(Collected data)

++++++++++

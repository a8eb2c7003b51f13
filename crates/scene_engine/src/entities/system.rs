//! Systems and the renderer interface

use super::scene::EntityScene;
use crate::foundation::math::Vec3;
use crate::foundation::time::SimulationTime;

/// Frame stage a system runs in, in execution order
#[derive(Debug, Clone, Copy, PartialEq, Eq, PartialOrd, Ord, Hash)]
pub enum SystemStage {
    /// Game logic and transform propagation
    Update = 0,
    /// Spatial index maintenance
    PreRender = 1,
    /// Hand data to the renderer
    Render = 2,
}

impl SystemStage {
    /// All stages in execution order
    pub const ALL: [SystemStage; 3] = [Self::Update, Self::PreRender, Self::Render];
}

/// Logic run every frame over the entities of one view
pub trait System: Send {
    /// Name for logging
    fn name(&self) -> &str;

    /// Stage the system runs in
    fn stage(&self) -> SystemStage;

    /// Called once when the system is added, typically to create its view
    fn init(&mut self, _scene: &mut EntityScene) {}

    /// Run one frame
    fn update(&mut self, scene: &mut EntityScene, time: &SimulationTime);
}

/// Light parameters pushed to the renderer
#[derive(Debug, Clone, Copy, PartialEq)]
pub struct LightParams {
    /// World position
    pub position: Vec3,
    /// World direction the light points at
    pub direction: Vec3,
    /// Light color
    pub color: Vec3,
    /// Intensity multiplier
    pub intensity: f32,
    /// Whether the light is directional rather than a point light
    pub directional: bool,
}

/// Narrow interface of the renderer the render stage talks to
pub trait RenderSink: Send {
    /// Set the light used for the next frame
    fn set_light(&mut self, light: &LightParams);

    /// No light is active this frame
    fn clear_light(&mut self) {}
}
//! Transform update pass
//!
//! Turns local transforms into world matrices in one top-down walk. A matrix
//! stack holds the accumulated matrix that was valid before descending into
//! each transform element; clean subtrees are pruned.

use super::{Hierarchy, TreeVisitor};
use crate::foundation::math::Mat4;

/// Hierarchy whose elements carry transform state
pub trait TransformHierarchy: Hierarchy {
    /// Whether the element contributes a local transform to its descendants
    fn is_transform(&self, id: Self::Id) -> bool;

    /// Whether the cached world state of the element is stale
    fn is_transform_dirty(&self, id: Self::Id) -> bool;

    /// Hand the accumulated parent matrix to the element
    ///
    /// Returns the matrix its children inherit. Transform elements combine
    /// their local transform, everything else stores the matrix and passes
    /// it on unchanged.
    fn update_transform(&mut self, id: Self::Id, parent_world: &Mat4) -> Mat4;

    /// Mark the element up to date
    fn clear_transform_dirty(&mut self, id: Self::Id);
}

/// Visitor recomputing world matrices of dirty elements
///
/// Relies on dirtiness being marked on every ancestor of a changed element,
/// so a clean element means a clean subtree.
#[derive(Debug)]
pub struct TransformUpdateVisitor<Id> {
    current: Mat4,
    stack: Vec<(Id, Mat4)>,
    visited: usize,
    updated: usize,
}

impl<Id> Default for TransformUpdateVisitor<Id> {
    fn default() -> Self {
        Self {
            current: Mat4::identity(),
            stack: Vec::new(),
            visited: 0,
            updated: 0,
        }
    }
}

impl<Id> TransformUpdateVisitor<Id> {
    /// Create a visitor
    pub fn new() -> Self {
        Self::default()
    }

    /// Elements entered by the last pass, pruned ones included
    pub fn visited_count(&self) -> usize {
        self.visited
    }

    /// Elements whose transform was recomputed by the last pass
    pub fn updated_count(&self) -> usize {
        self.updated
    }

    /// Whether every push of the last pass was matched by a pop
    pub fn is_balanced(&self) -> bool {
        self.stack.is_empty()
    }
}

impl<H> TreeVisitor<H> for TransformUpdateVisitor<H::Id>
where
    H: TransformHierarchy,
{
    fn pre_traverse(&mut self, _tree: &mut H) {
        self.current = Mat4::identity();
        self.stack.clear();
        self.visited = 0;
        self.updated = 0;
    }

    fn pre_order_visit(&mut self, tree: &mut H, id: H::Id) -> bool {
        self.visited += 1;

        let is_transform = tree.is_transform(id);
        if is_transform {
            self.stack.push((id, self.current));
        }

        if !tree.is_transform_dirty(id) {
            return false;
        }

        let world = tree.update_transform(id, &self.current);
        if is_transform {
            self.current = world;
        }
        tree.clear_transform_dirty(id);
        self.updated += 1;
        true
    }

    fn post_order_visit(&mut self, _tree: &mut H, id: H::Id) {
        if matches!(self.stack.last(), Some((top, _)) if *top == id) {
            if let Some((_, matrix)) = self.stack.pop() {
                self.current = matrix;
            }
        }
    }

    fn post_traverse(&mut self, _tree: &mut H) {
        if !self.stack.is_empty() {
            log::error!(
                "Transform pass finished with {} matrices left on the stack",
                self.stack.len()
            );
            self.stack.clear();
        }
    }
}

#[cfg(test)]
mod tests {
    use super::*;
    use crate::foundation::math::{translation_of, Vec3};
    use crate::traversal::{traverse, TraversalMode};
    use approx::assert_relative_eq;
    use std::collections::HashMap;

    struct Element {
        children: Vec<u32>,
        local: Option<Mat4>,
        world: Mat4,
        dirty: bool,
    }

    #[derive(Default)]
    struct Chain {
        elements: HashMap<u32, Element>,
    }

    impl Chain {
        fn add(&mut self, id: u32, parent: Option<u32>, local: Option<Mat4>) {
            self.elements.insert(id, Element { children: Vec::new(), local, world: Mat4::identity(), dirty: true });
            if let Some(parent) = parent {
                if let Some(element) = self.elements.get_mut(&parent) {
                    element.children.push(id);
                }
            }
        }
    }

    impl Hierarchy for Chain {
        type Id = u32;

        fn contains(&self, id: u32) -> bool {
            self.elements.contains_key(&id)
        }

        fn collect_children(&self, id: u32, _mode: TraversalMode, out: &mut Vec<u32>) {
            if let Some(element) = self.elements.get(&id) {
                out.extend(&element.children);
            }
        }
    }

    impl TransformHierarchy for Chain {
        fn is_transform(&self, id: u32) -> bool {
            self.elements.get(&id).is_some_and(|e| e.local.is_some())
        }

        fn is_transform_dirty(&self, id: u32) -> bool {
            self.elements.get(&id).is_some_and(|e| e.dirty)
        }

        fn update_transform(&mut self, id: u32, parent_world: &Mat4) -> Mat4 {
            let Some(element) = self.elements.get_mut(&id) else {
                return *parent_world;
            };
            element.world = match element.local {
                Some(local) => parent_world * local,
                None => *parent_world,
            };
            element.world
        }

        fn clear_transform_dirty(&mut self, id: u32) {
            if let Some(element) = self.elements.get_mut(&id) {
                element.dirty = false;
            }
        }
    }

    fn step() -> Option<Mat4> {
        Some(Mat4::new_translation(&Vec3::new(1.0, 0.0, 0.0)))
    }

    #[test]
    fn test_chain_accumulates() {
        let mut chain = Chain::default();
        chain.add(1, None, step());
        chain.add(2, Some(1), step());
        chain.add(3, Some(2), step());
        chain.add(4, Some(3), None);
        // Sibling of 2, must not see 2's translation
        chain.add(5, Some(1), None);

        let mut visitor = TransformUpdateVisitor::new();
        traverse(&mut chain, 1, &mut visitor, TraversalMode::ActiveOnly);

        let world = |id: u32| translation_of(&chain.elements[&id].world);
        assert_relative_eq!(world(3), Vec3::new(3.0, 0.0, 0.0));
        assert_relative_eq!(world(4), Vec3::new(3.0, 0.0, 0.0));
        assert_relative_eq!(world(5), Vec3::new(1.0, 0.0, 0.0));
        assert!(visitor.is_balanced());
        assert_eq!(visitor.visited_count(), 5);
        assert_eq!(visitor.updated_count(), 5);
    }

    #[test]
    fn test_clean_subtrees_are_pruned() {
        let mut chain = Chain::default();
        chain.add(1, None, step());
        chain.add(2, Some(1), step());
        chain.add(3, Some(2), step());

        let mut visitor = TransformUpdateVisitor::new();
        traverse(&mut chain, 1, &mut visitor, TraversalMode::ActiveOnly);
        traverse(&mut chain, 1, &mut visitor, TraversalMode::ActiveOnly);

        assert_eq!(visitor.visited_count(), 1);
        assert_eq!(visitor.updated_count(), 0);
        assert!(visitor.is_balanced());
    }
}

++++++++++

Quote the records above exactly, from the first line through the line containing "the next frame", and nothing more.

repository a8eb2c7003b51f13
filename crates/scene_engine/src/entities/system.rs
//! Systems and the renderer interface

use super::scene::EntityScene;
use crate::foundation::math::Vec3;
use crate::foundation::time::SimulationTime;

/// Frame stage a system runs in, in execution order
#[derive(Debug, Clone, Copy, PartialEq, Eq, PartialOrd, Ord, Hash)]
pub enum SystemStage {
    /// Game logic and transform propagation
    Update = 0,
    /// Spatial index maintenance
    PreRender = 1,
    /// Hand data to the renderer
    Render = 2,
}

impl SystemStage {
    /// All stages in execution order
    pub const ALL: [SystemStage; 3] = [Self::Update, Self::PreRender, Self::Render];
}

/// Logic run every frame over the entities of one view
pub trait System: Send {
    /// Name for logging
    fn name(&self) -> &str;

    /// Stage the system runs in
    fn stage(&self) -> SystemStage;

    /// Called once when the system is added, typically to create its view
    fn init(&mut self, _scene: &mut EntityScene) {}

    /// Run one frame
    fn update(&mut self, scene: &mut EntityScene, time: &SimulationTime);
}

/// Light parameters pushed to the renderer
#[derive(Debug, Clone, Copy, PartialEq)]
pub struct LightParams {
    /// World position
    pub position: Vec3,
    /// World direction the light points at
    pub direction: Vec3,
    /// Light color
    pub color: Vec3,
    /// Intensity multiplier
    pub intensity: f32,
    /// Whether the light is directional rather than a point light
    pub directional: bool,
}

/// Narrow interface of the renderer the render stage talks to
pub trait RenderSink: Send {
    /// Set the light used for the next frame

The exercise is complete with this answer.